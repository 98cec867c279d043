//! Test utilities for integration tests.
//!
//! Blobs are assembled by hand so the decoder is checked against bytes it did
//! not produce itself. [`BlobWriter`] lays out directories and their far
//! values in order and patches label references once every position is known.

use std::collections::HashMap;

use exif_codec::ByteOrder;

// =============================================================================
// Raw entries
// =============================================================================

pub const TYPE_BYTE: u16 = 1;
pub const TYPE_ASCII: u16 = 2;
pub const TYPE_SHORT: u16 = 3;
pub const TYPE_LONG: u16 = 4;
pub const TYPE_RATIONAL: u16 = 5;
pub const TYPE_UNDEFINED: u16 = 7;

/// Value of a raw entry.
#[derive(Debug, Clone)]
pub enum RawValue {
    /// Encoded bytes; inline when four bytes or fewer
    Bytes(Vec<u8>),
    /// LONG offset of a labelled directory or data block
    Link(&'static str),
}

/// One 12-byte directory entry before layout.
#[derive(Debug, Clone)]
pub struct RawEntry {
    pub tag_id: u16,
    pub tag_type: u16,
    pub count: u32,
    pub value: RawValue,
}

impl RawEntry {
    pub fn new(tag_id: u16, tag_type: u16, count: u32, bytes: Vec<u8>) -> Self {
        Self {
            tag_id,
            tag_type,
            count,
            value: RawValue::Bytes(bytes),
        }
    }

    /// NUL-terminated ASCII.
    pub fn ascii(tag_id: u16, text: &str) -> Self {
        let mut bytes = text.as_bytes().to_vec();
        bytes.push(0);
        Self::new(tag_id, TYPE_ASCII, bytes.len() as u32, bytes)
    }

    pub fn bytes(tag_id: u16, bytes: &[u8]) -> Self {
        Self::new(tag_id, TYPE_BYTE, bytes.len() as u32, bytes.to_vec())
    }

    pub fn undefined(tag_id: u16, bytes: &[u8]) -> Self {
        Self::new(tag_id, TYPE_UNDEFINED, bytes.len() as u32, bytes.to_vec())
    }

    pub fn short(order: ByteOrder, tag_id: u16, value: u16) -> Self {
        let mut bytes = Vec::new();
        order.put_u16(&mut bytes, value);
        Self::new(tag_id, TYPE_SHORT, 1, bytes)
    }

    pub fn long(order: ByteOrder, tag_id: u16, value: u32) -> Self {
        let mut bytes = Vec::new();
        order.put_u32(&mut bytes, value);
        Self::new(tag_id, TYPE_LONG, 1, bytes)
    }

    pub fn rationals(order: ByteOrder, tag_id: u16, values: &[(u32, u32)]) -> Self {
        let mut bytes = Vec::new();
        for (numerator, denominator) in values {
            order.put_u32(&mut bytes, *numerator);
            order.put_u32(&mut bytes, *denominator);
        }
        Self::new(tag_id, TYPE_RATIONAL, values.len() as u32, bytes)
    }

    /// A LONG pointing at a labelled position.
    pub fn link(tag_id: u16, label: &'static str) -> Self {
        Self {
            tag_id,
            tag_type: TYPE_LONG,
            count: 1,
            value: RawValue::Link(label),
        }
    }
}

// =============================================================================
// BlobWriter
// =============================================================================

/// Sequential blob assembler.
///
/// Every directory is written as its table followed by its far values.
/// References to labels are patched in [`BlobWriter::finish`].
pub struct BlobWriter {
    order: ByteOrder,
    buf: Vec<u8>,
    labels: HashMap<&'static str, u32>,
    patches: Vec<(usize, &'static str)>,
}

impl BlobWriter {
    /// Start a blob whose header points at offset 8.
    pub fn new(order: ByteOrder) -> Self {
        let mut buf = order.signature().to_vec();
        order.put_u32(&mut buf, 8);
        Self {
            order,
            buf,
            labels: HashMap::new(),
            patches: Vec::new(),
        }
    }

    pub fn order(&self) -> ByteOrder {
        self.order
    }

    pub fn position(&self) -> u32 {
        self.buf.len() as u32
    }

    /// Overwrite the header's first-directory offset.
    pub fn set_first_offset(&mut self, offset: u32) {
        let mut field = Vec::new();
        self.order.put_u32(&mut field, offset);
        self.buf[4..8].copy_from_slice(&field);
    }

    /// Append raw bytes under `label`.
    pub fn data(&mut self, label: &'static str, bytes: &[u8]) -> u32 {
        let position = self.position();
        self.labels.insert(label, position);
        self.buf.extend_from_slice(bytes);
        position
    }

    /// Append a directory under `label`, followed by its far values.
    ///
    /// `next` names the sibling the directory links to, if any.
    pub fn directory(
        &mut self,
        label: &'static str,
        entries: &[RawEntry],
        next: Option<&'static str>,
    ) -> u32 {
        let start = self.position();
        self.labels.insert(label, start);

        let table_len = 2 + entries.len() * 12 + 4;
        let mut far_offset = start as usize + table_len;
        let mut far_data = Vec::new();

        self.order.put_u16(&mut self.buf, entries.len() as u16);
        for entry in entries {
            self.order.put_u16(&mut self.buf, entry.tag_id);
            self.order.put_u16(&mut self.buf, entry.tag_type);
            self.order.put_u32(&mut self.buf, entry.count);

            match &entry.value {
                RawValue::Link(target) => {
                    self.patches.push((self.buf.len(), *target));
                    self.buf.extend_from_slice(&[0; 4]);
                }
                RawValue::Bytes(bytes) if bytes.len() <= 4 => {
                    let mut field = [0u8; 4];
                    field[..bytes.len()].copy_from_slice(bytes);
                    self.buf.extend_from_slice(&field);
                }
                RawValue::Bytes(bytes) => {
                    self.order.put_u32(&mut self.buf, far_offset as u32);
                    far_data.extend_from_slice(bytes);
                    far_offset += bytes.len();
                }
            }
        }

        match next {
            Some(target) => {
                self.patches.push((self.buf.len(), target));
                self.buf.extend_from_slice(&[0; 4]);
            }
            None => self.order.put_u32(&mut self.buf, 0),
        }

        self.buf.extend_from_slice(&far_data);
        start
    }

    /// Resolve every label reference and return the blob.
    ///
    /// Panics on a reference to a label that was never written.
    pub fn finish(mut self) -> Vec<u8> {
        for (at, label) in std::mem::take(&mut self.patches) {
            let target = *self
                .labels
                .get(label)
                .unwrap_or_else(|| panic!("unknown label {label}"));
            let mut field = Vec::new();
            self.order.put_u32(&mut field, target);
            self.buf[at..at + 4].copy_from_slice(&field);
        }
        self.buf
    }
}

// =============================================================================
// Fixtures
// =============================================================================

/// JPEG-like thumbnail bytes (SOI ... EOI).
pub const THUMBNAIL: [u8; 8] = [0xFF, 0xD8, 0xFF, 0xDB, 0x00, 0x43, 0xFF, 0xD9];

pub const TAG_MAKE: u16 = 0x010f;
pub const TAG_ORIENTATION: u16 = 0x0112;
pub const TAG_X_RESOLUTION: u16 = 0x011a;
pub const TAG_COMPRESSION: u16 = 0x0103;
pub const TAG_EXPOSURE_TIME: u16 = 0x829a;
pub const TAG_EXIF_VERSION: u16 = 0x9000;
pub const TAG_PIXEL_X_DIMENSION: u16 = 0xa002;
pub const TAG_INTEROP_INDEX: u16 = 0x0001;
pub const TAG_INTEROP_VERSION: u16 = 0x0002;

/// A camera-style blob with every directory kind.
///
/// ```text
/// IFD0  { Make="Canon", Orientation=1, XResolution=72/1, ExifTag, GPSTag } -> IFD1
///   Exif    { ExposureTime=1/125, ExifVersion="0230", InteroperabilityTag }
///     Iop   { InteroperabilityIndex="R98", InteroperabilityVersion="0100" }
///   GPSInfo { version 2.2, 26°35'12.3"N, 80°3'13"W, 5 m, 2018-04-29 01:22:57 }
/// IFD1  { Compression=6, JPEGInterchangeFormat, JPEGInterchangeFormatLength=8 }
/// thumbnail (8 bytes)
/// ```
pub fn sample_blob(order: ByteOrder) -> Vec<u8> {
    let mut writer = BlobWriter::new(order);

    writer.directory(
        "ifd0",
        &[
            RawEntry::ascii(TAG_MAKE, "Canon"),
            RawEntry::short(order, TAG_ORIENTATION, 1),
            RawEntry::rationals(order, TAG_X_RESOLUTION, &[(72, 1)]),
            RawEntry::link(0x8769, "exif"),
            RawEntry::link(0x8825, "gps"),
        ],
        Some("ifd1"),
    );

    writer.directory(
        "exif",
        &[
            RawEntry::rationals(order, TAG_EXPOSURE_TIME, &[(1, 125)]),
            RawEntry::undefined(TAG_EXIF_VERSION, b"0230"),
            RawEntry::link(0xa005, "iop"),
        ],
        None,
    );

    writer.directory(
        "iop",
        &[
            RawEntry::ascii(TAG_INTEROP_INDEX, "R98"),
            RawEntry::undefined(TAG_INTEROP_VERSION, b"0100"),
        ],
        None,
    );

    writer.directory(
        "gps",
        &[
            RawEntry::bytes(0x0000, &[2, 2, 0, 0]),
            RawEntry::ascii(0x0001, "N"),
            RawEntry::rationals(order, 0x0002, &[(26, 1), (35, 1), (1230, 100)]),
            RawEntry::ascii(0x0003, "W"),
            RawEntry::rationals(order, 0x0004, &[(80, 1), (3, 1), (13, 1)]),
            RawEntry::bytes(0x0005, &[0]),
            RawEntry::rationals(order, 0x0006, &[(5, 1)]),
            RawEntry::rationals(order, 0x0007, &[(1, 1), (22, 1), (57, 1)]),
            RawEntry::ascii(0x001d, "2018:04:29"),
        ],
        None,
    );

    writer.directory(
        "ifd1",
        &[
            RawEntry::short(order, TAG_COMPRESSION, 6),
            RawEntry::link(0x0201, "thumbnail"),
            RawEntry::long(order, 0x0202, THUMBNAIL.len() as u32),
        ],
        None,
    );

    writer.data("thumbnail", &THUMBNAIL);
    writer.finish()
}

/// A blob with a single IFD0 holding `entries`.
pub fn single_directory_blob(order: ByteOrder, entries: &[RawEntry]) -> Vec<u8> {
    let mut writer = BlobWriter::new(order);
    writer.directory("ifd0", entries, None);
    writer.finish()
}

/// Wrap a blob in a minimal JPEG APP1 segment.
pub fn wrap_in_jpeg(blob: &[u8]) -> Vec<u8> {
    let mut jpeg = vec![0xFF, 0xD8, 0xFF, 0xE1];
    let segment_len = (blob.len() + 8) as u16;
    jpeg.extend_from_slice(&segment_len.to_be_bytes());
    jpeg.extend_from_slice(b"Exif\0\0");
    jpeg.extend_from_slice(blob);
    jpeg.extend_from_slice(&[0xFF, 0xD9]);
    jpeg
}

_ _ _ _

About this exercise: The response must consist solely of the lines from the top of the records through the line holding "and their far", copied word for word.

Response for this exercise:
repository 98cec867c279d043
//! Test utilities for integration tests.
//!
//! Blobs are assembled by hand so the decoder is checked against bytes it did
//! not produce itself. [`BlobWriter`] lays out directories and their far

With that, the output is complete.